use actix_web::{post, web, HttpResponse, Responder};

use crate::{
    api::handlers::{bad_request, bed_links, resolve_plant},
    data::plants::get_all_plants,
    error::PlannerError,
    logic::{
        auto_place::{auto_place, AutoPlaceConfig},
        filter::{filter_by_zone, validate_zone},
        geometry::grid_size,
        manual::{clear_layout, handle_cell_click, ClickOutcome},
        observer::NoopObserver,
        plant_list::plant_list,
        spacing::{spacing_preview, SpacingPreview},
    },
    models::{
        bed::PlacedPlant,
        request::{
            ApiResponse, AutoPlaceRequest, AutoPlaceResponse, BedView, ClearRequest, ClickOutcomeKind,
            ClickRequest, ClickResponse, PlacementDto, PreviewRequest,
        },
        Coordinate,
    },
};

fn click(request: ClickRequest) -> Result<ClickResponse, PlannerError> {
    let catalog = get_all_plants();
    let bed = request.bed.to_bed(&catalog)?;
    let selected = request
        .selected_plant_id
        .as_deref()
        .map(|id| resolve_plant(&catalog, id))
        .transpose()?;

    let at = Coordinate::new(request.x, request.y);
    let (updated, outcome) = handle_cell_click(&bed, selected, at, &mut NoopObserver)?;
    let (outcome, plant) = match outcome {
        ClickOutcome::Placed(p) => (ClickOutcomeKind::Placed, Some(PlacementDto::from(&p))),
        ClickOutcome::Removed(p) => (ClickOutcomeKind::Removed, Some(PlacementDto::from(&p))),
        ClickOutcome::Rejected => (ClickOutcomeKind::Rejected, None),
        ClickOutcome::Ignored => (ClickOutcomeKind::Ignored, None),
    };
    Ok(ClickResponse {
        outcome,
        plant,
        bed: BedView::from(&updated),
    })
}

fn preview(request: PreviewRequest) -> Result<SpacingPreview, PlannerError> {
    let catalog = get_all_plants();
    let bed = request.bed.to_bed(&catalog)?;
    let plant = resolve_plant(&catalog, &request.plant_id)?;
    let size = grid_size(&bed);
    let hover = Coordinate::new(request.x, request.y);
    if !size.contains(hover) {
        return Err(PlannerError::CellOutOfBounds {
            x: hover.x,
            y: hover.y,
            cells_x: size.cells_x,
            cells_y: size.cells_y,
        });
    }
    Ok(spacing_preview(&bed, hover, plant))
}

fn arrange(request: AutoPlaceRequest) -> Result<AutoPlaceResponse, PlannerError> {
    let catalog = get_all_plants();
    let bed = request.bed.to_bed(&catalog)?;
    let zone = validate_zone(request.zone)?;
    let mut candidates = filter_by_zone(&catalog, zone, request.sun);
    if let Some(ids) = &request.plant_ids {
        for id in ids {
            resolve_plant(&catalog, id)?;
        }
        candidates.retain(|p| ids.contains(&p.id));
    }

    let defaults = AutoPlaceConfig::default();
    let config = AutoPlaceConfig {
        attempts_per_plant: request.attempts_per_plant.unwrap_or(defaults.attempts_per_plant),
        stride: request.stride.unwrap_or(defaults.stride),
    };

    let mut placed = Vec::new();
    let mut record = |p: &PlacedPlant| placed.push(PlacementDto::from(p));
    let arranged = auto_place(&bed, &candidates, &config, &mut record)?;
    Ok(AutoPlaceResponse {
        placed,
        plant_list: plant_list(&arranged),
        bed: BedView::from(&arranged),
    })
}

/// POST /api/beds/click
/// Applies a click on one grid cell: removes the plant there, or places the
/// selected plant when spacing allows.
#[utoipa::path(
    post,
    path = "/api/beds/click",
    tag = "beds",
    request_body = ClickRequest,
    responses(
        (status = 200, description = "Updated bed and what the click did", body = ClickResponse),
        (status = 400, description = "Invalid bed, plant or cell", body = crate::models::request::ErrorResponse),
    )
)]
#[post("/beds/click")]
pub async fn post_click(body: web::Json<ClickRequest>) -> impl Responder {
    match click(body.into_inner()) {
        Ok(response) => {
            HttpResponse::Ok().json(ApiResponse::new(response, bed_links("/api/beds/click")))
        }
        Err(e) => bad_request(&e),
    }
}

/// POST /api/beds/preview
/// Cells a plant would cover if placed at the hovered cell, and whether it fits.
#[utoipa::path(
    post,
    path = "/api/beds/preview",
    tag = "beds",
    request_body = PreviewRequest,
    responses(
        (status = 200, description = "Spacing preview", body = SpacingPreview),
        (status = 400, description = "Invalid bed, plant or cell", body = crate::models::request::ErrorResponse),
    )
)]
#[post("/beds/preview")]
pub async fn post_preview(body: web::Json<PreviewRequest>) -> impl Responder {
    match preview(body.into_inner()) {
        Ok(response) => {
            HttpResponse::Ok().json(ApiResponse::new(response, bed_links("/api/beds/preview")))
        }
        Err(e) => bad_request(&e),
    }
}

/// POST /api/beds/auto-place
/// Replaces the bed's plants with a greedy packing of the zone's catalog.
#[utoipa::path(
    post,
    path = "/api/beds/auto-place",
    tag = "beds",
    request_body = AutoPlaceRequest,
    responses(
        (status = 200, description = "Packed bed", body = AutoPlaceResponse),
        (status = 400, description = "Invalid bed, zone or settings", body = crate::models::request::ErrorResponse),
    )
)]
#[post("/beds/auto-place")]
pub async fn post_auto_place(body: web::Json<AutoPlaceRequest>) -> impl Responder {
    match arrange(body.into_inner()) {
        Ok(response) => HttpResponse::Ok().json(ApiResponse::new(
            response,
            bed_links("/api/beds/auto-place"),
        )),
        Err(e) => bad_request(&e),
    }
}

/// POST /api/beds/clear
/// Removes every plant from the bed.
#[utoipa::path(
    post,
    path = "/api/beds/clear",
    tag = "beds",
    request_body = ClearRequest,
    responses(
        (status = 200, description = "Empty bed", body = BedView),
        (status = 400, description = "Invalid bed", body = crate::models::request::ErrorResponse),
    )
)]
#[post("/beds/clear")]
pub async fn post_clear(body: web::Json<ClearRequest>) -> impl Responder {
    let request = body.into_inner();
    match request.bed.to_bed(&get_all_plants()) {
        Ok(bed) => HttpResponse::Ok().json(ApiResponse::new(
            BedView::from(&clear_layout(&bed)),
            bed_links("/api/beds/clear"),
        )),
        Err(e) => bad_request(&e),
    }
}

----

▸ **ASSIGNMENT**
From the first line to the last, copy every record exactly.

▸ **SOLUTION TO THIS EXERCISE**
use actix_web::{post, web, HttpResponse, Responder};

use crate::{
    api::handlers::{bad_request, bed_links, resolve_plant},
    data::plants::get_all_plants,
    error::PlannerError,
    logic::{
        auto_place::{auto_place, AutoPlaceConfig},
        filter::{filter_by_zone, validate_zone},
        geometry::grid_size,
        manual::{clear_layout, handle_cell_click, ClickOutcome},
        observer::NoopObserver,
        plant_list::plant_list,
        spacing::{spacing_preview, SpacingPreview},
    },
    models::{
        bed::PlacedPlant,
        request::{
            ApiResponse, AutoPlaceRequest, AutoPlaceResponse, BedView, ClearRequest, ClickOutcomeKind,
            ClickRequest, ClickResponse, PlacementDto, PreviewRequest,
        },
        Coordinate,
    },
};

fn click(request: ClickRequest) -> Result<ClickResponse, PlannerError> {
    let catalog = get_all_plants();
    let bed = request.bed.to_bed(&catalog)?;
    let selected = request
        .selected_plant_id
        .as_deref()
        .map(|id| resolve_plant(&catalog, id))
        .transpose()?;

    let at = Coordinate::new(request.x, request.y);
    let (updated, outcome) = handle_cell_click(&bed, selected, at, &mut NoopObserver)?;
    let (outcome, plant) = match outcome {
        ClickOutcome::Placed(p) => (ClickOutcomeKind::Placed, Some(PlacementDto::from(&p))),
        ClickOutcome::Removed(p) => (ClickOutcomeKind::Removed, Some(PlacementDto::from(&p))),
        ClickOutcome::Rejected => (ClickOutcomeKind::Rejected, None),
        ClickOutcome::Ignored => (ClickOutcomeKind::Ignored, None),
    };
    Ok(ClickResponse {
        outcome,
        plant,
        bed: BedView::from(&updated),
    })
}

fn preview(request: PreviewRequest) -> Result<SpacingPreview, PlannerError> {
    let catalog = get_all_plants();
    let bed = request.bed.to_bed(&catalog)?;
    let plant = resolve_plant(&catalog, &request.plant_id)?;
    let size = grid_size(&bed);
    let hover = Coordinate::new(request.x, request.y);
    if !size.contains(hover) {
        return Err(PlannerError::CellOutOfBounds {
            x: hover.x,
            y: hover.y,
            cells_x: size.cells_x,
            cells_y: size.cells_y,
        });
    }
    Ok(spacing_preview(&bed, hover, plant))
}

fn arrange(request: AutoPlaceRequest) -> Result<AutoPlaceResponse, PlannerError> {
    let catalog = get_all_plants();
    let bed = request.bed.to_bed(&catalog)?;
    let zone = validate_zone(request.zone)?;
    let mut candidates = filter_by_zone(&catalog, zone, request.sun);
    if let Some(ids) = &request.plant_ids {
        for id in ids {
            resolve_plant(&catalog, id)?;
        }
        candidates.retain(|p| ids.contains(&p.id));
    }

    let defaults = AutoPlaceConfig::default();
    let config = AutoPlaceConfig {
        attempts_per_plant: request.attempts_per_plant.unwrap_or(defaults.attempts_per_plant),
        stride: request.stride.unwrap_or(defaults.stride),
    };

    let mut placed = Vec::new();
    let mut record = |p: &PlacedPlant| placed.push(PlacementDto::from(p));
    let arranged = auto_place(&bed, &candidates, &config, &mut record)?;
    Ok(AutoPlaceResponse {
        placed,
        plant_list: plant_list(&arranged),
        bed: BedView::from(&arranged),
    })
}

/// POST /api/beds/click
/// Applies a click on one grid cell: removes the plant there, or places the
/// selected plant when spacing allows.
#[utoipa::path(
    post,
    path = "/api/beds/click",
    tag = "beds",
    request_body = ClickRequest,
    responses(
        (status = 200, description = "Updated bed and what the click did", body = ClickResponse),
        (status = 400, description = "Invalid bed, plant or cell", body = crate::models::request::ErrorResponse),
    )
)]
#[post("/beds/click")]
pub async fn post_click(body: web::Json<ClickRequest>) -> impl Responder {
    match click(body.into_inner()) {
        Ok(response) => {
            HttpResponse::Ok().json(ApiResponse::new(response, bed_links("/api/beds/click")))
        }
        Err(e) => bad_request(&e),
    }
}

/// POST /api/beds/preview
/// Cells a plant would cover if placed at the hovered cell, and whether it fits.
#[utoipa::path(
    post,
    path = "/api/beds/preview",
    tag = "beds",
    request_body = PreviewRequest,
    responses(
        (status = 200, description = "Spacing preview", body = SpacingPreview),
        (status = 400, description = "Invalid bed, plant or cell", body = crate::models::request::ErrorResponse),
    )
)]
#[post("/beds/preview")]
pub async fn post_preview(body: web::Json<PreviewRequest>) -> impl Responder {
    match preview(body.into_inner()) {
        Ok(response) => {
            HttpResponse::Ok().json(ApiResponse::new(response, bed_links("/api/beds/preview")))
        }
        Err(e) => bad_request(&e),
    }
}

/// POST /api/beds/auto-place
/// Replaces the bed's plants with a greedy packing of the zone's catalog.
#[utoipa::path(
    post,
    path = "/api/beds/auto-place",
    tag = "beds",
    request_body = AutoPlaceRequest,
    responses(
        (status = 200, description = "Packed bed", body = AutoPlaceResponse),
        (status = 400, description = "Invalid bed, zone or settings", body = crate::models::request::ErrorResponse),
    )
)]
#[post("/beds/auto-place")]
pub async fn post_auto_place(body: web::Json<AutoPlaceRequest>) -> impl Responder {
    match arrange(body.into_inner()) {
        Ok(response) => HttpResponse::Ok().json(ApiResponse::new(
            response,
            bed_links("/api/beds/auto-place"),
        )),
        Err(e) => bad_request(&e),
    }
}

/// POST /api/beds/clear
/// Removes every plant from the bed.
#[utoipa::path(
    post,
    path = "/api/beds/clear",
    tag = "beds",
    request_body = ClearRequest,
    responses(
        (status = 200, description = "Empty bed", body = BedView),
        (status = 400, description = "Invalid bed", body = crate::models::request::ErrorResponse),
    )
)]
#[post("/beds/clear")]
pub async fn post_clear(body: web::Json<ClearRequest>) -> impl Responder {
    let request = body.into_inner();
    match request.bed.to_bed(&get_all_plants()) {
        Ok(bed) => HttpResponse::Ok().json(ApiResponse::new(
            BedView::from(&clear_layout(&bed)),
            bed_links("/api/beds/clear"),
        )),
        Err(e) => bad_request(&e),
    }
}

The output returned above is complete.